**What is being asked:** Output, word for word, the lines of this listing that fall between the line with "filename src/lib.rs" and the line with "pub use types::*;", counting both of those lines, and no others.

-- Task material follows --

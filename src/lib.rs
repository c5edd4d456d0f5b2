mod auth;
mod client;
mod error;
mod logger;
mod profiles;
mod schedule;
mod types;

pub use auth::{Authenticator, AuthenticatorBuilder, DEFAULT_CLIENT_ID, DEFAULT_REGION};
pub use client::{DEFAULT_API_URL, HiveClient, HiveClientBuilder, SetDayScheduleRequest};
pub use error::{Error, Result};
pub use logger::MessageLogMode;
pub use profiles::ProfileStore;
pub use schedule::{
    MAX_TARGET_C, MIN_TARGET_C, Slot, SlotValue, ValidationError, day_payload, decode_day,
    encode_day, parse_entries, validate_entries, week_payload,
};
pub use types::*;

-- Task material concluded --
-- Task material follows --

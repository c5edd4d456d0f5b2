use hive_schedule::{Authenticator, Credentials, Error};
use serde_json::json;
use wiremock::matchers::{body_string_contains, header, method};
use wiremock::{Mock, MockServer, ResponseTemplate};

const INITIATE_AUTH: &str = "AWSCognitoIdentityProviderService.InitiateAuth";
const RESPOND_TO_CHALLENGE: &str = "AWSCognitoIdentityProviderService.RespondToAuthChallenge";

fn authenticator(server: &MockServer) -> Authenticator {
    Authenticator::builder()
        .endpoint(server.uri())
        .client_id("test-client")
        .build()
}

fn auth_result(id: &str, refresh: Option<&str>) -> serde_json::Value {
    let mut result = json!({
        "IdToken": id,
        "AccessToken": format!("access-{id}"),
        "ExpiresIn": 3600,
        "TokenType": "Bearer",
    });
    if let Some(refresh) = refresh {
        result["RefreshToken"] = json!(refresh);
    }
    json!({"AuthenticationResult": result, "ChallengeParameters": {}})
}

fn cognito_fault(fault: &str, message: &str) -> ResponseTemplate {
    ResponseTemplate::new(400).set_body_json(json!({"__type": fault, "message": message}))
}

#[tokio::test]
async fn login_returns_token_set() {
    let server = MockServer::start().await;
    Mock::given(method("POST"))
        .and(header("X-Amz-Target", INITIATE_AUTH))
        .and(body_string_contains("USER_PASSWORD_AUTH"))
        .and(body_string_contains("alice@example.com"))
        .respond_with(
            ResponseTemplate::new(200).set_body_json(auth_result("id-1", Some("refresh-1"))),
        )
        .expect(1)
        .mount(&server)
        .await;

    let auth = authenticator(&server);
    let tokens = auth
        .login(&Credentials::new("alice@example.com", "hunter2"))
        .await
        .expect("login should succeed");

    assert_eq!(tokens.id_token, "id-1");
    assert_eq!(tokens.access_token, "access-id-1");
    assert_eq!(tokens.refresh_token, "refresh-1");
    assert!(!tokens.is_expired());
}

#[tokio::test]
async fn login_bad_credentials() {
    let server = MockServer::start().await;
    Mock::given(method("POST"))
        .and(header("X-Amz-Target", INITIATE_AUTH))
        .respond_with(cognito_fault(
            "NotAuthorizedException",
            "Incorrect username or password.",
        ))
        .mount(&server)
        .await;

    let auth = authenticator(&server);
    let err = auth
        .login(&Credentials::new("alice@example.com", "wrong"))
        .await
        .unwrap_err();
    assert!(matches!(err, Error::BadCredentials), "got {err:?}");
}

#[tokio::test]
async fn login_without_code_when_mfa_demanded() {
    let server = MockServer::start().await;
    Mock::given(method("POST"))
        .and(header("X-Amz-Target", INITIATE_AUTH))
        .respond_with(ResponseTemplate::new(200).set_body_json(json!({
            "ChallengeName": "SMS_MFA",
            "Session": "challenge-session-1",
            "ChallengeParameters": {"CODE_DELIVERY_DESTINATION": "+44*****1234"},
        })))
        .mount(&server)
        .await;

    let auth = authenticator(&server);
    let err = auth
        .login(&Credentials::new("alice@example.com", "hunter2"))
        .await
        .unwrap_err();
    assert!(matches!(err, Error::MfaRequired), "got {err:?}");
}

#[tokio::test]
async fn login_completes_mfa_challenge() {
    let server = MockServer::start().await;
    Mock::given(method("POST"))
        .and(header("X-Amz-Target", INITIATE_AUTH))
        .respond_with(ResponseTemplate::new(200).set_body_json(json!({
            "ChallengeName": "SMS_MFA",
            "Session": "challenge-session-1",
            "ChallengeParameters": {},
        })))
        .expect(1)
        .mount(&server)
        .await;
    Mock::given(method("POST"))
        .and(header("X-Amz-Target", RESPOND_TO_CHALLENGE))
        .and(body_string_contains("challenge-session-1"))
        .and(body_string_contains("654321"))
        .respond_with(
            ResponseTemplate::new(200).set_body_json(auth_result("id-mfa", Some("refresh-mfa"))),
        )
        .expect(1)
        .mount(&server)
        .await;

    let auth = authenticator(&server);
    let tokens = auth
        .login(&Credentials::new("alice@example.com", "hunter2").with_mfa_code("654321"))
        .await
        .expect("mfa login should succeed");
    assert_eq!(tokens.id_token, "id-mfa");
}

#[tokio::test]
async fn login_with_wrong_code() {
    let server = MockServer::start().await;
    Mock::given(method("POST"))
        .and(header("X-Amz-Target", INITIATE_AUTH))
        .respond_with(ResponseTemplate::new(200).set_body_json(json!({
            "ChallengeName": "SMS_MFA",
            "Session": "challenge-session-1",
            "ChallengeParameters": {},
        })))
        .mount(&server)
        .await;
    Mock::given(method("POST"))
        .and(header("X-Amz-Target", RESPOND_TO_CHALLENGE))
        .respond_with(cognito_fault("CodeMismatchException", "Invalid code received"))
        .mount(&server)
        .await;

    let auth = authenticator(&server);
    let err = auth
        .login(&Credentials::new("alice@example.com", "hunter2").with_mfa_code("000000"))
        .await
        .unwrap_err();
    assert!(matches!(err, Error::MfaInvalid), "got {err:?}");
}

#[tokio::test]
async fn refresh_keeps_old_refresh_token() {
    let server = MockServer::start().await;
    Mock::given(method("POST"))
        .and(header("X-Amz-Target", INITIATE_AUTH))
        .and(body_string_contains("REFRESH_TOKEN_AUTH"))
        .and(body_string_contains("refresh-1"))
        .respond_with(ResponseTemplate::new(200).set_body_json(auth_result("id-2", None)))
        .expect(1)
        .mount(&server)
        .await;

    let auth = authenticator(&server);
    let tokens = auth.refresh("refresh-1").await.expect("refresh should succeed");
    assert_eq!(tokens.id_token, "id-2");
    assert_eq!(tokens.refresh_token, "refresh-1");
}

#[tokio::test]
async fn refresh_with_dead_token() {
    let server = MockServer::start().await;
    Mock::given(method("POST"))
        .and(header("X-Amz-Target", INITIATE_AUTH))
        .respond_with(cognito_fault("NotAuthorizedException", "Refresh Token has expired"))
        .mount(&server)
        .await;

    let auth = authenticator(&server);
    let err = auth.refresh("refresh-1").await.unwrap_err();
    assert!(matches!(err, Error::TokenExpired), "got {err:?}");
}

-- Task material concluded --
-- Task material follows --

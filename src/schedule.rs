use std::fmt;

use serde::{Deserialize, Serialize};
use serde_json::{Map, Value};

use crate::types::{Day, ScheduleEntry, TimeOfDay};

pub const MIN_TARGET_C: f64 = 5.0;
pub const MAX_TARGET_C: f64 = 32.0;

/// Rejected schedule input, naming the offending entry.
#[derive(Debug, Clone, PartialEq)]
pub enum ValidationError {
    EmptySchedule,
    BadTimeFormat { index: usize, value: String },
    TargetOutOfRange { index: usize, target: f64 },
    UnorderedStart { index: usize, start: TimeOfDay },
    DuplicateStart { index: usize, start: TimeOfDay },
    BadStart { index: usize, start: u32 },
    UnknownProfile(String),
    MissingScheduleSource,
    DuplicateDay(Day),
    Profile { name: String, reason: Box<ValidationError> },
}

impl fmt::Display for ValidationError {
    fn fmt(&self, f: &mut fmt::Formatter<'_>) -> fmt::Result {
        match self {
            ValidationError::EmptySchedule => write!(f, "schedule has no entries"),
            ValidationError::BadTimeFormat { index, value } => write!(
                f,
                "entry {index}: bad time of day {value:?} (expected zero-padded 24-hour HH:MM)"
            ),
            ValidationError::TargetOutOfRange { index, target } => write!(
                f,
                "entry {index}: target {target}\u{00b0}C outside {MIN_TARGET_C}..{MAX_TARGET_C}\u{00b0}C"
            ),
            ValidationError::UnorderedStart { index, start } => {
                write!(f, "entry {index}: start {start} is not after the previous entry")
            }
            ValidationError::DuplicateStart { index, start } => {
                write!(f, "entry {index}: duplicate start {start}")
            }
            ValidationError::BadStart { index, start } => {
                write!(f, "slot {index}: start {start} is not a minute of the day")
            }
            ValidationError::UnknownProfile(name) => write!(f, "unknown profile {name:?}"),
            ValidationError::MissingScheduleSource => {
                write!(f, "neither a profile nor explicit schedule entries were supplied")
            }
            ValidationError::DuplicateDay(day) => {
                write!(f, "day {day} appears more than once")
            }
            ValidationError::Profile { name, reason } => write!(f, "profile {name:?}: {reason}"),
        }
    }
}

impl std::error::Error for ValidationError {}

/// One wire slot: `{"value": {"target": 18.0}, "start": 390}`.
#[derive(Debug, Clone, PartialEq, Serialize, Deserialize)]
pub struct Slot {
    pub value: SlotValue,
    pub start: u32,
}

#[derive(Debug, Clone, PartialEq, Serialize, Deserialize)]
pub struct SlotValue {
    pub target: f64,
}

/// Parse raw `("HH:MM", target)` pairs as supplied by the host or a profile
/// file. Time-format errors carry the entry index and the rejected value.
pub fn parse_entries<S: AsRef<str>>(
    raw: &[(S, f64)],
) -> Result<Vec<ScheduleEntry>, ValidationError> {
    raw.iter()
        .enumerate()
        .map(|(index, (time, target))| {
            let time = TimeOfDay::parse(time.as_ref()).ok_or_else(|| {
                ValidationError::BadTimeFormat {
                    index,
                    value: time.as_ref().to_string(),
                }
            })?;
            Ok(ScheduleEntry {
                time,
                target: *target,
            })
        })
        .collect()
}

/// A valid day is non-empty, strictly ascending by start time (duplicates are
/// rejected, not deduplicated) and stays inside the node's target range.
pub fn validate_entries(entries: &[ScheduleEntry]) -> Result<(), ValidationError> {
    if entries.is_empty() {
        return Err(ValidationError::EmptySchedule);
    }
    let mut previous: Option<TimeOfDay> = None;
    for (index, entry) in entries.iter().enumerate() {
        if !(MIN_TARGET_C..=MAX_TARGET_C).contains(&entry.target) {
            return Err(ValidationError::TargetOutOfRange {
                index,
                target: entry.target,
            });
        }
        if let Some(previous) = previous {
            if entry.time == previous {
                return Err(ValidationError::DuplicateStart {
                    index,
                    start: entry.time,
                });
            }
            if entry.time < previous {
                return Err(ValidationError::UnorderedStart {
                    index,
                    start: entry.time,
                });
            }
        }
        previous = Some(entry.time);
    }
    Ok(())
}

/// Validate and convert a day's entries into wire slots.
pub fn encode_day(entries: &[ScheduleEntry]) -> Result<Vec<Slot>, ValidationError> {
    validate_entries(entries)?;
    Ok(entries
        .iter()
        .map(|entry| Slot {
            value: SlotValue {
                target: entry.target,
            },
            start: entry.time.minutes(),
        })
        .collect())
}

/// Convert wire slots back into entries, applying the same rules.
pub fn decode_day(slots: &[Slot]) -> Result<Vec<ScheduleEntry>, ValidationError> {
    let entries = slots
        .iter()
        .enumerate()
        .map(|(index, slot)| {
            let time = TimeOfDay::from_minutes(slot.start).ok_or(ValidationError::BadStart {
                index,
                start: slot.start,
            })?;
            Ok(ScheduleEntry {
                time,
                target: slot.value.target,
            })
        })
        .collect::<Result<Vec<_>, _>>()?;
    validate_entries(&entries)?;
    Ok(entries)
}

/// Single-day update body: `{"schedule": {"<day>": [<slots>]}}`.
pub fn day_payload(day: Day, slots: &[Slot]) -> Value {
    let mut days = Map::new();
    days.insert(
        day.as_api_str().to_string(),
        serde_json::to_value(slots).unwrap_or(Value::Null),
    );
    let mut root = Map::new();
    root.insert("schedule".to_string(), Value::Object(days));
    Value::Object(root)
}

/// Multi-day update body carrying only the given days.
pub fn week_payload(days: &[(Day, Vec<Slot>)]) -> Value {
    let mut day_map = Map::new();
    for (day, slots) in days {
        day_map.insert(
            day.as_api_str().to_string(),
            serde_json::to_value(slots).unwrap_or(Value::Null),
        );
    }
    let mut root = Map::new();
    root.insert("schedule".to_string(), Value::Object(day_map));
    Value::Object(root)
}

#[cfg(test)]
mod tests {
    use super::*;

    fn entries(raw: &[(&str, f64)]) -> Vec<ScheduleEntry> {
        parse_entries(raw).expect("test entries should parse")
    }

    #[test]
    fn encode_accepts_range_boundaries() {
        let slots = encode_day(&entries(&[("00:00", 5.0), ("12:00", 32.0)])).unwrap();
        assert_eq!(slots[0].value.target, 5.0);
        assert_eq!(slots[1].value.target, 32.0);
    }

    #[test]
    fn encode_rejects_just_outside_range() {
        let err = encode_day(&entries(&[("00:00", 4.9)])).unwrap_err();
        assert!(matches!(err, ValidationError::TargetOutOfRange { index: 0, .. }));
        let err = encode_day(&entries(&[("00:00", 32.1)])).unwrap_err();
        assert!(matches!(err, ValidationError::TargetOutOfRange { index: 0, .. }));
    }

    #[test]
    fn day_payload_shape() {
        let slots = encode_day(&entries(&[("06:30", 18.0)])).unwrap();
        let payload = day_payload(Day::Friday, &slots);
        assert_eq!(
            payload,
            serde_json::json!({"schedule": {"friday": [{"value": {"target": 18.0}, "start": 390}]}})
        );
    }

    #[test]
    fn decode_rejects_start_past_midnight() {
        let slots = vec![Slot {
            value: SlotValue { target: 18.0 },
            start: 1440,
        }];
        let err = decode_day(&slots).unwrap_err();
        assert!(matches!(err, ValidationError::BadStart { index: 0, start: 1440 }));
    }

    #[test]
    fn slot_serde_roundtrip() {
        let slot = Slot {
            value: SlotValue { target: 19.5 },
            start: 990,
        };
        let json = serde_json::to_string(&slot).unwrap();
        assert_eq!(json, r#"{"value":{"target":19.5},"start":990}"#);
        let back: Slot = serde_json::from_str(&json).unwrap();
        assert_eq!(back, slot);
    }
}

-- Task material concluded --

**Written solution:**
filename src/lib.rs
repository c5edd4d456d0f5b2
mod auth;
mod client;
mod error;
mod logger;
mod profiles;
mod schedule;
mod types;

pub use auth::{Authenticator, AuthenticatorBuilder, DEFAULT_CLIENT_ID, DEFAULT_REGION};
pub use client::{DEFAULT_API_URL, HiveClient, HiveClientBuilder, SetDayScheduleRequest};
pub use error::{Error, Result};
pub use logger::MessageLogMode;
pub use profiles::ProfileStore;
pub use schedule::{
    MAX_TARGET_C, MIN_TARGET_C, Slot, SlotValue, ValidationError, day_payload, decode_day,
    encode_day, parse_entries, validate_entries, week_payload,
};
pub use types::*;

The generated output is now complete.